Except for the “Russian-text-email-with-malware” that’s been going around for a week now, everything is quiet. And on the russian email, we’ve captured quite a lot, with almost the same text (no, i can’t read russian but i can *almost* compare the characters), and either trojan downloaders or worms as an attachment. Check out WORM_ARESES.B and TROJ_DROPPER.AYW(to name one dropper. there are quite a few of them).
Back to the original “quiet-slow-april” premise…
Yep, quite quiet (that’s an anagram right there!).
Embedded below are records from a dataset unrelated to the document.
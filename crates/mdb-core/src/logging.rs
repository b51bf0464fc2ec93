//! Logging initialization using the `tracing` ecosystem.
//!
//! Provides:
//! - Console output (colored human-readable, or JSON lines)
//! - File output (daily rotation via `tracing-appender`)
//! - Configurable log level via env var `RUST_LOG` or explicit parameter

use tracing_subscriber::{EnvFilter, fmt, layer::SubscriberExt, util::SubscriberInitExt};

/// Options for [`init_logging`].
#[derive(Debug, Clone)]
pub struct LogOptions<'a> {
    /// Default level if `RUST_LOG` is not set (e.g. `"info"`).
    pub level: &'a str,
    /// Optional directory for daily-rotating log files.
    pub dir: Option<&'a str>,
    /// Log file prefix (e.g. `"mdb-runner"`).
    pub file_prefix: &'a str,
    /// Emit console output as JSON lines instead of the pretty format.
    pub json: bool,
}

/// Initialize the global tracing subscriber.
///
/// Should be called once at program start. Calling it twice is harmless: the
/// second registration fails silently and the first subscriber stays active.
pub fn init_logging(opts: &LogOptions<'_>) {
    let env_filter =
        EnvFilter::try_from_default_env().unwrap_or_else(|_| EnvFilter::new(opts.level));

    let file_layer = opts.dir.map(|dir| {
        let appender = tracing_appender::rolling::daily(dir, opts.file_prefix);
        fmt::layer()
            .with_writer(appender)
            .with_ansi(false)
            .with_target(true)
            .with_thread_ids(true)
    });

    let (pretty, json) = if opts.json {
        let layer = fmt::layer().json().with_target(true).with_thread_ids(true);
        (None, Some(layer))
    } else {
        let layer = fmt::layer()
            .with_target(true)
            .with_thread_ids(true)
            .with_ansi(true);
        (Some(layer), None)
    };

    let _ = tracing_subscriber::registry()
        .with(env_filter)
        .with(pretty)
        .with(json)
        .with(file_layer)
        .try_init();
}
No “massive-worm-outbreak” (as is the norm nowadays), no “remote-very-dangerous-0-day-for-Windows-ala-RPC-DCOM”, no “April-Fools-Day-malware”, no “Malware-seen-by-F-Secure-Kaspersky-and-Trend-and-posted-on-their-respective-blogs”, no new thing on ISC – internet Storm Center (except for the Horde exploit, of which we have yet to acquire a sample).
What about the CreateTextRange for IE – Internet Explorer? What about it?
Well, in my opinion, it wasn’t that dangerous than say, the WMF one. One reason is, the CreateTextRange exploit that was in-the-wild consumed LOTS of CPU resources (dare I say 100%?) and would hang the browser (if not the system), while waiting for the correct address to trigger. If the user was on dial-up, I’d have to wait a few minutes before the exploit would trigger and if I was the user, if my IE hanged, I’d just close it and restart it.
No chance for the exploit to execute. And if I was on a faster line, IE would hang for say… 20-30 seconds? And still that depends on the speed of the machine. Can’t quite remember how long it took for my test system to execute the shellcode, but still, 20 seconds is quite a long time to wait if you expect your connection to be fast.
Although someone created a Proof-of-Concept that did not consume tons of CPU resources, the thing is, it still required some time to trigger (thus bypassing the CPU resource, but increasing the time to execute). By then, the user will have changed to another page, or closed IE – Internet Explorer. (Oh well, that’s just me though.) If you want to know why the CreateTextRange exploit needed time to execute, try researching on “IE Heap-spraying Skylined”.